Sister Lakes stacks for speed

Published 9:32 am Friday, November 13, 2009

Sister Lakes Elementary School physical education teacher Gail Gersonde specializes in staggering stacks taller than her students. (The Daily News/John Eby)

Sister Lakes Elementary School physical education teacher Gail Gersonde specializes in staggering stacks taller than her students. (The Daily News/John Eby)

Students at Sister Lakes Elementary School hoped to help set a new “sport stacking” Guinness world record Thursday along with more than 250,000 of their closest friends.

Presented by Wonderful Pistachios, the fourth annual WSSA Stack Up! event joins together 1,500 schools from around the world in a “stack-tacular” stunt for Guinness World Records Day.

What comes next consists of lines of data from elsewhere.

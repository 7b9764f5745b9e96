//! The two-phase commit follower path.
//!
//! A recorder accepts a write from the current leader as a provisional
//! entry, then finalizes it on the matching commit. Any request carrying a
//! promise beyond its expected next slot, or any Paxos message, converts the
//! recorder into an acceptor; the conversion is one-way until the next
//! government enacts.

use log::debug;

use crate::message::{LogEntry, Message, Promise, Reply};

/// The outcome of dispatching a message to the recording slot.
#[derive(Debug, PartialEq)]
pub enum Recorded {
    /// Answer the sender; nothing changed locally.
    Reply(Reply),

    /// Commit the entry to the log, then answer the sender.
    Commit(LogEntry, Reply),

    /// The slot must convert to an acceptor and the message be redispatched.
    Convert,
}

/// The follower half of two-phase commit.
pub struct Recorder {
    version: Promise,
    provisional: Option<LogEntry>,
}

impl Recorder {
    /// Constructs a recorder bound to a freshly enacted government.
    pub fn new(version: Promise) -> Self {
        Recorder {
            version,
            provisional: None,
        }
    }

    /// The government promise of writes this recorder accepts.
    pub fn version(&self) -> Promise {
        self.version
    }

    /// Dispatches a write or commit against the current log head.
    pub fn request(&mut self, head: &LogEntry, message: &Message) -> Recorded {
        match message {
            Message::Write {
                version,
                promise,
                body,
                ..
            } => {
                if *version != self.version {
                    return Recorded::Reply(Reply::Reject {
                        promise: self.version,
                    });
                }
                let base = head.promise;
                let expected = if body.is_government() {
                    base.increment_major()
                } else {
                    base.increment_minor()
                };
                if *promise == expected {
                    debug!("recording {}", promise);
                    self.provisional = Some(LogEntry {
                        promise: *promise,
                        previous: base,
                        body: body.clone(),
                    });
                    Recorded::Reply(Reply::Receipt { promise: *promise })
                } else if *promise > expected {
                    Recorded::Convert
                } else {
                    Recorded::Reply(Reply::Reject {
                        promise: head.promise,
                    })
                }
            }
            Message::Commit {
                version, promise, ..
            } => {
                if *version != self.version {
                    return Recorded::Reply(Reply::Reject {
                        promise: self.version,
                    });
                }
                match self.provisional.take() {
                    Some(entry) if entry.promise == *promise => {
                        Recorded::Commit(entry, Reply::Receipt { promise: *promise })
                    }
                    Some(entry) => {
                        self.provisional = Some(entry);
                        Recorded::Convert
                    }
                    None => Recorded::Convert,
                }
            }
            _ => Recorded::Convert,
        }
    }
}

On your mark, get set, Stack Up!

From coast to coast, continent to continent, hundreds of thousands of kids and adults came together Nov. 12 in the name of sport stacking.

The fourth annual event took place in nearly 1,500 schools sanctioned by the Guinness Book of World Records.

At last year’s World Sport Stacking Association (WSSA) annual Stack Up!, 222,560 stackers representing 1,343 schools/organizations from 13 countries and all 50 U.S. states stacked together to set a new world record.

On Nov. 12, the WSSA and Wonderful Pistachios encouraged a quarter million kids to crack that record.

During the course of the day, each sport stacker will be up stacking and down stacking specially designed cups called Speed Stacks in prescribed patterns at lightning speed for at least 30 minutes.

Stackers race against the clock, compete in relays and stack in a variety of fitness activities.

Sport stacking is an individual and team sport cracking the surface of mainstream America.

It originated in the early 1980s in Southern California and was originally known as “cup stacking.”

Today, it is a full-fledged sport governed by the WSSA and practiced in more than 30,000 schools and youth organizations around the world, promoting hand-eye coordination, ambidexterity, quickness, concentration and fun.

According to WSSA Director Mark Lingle, the Guinness event is a great platform to bring together sport stackers across the globe.

At Sister Lakes Elementary, 175 students took part in the gym between 9 and 11:15 a.m. and again from 2 to 3:15 p.m.

The WSSA, founded in 2001, serves as the governing body for sport stacking rules and regulations and provides a uniform framework for sport stacking events and sanctions sport stacking competitions and records.

The pinnacle sport stacking event – the World Sport Stacking Championships each spring in Denver, Colo. – is hosted by the WSSA and attracts competitors from across the globe.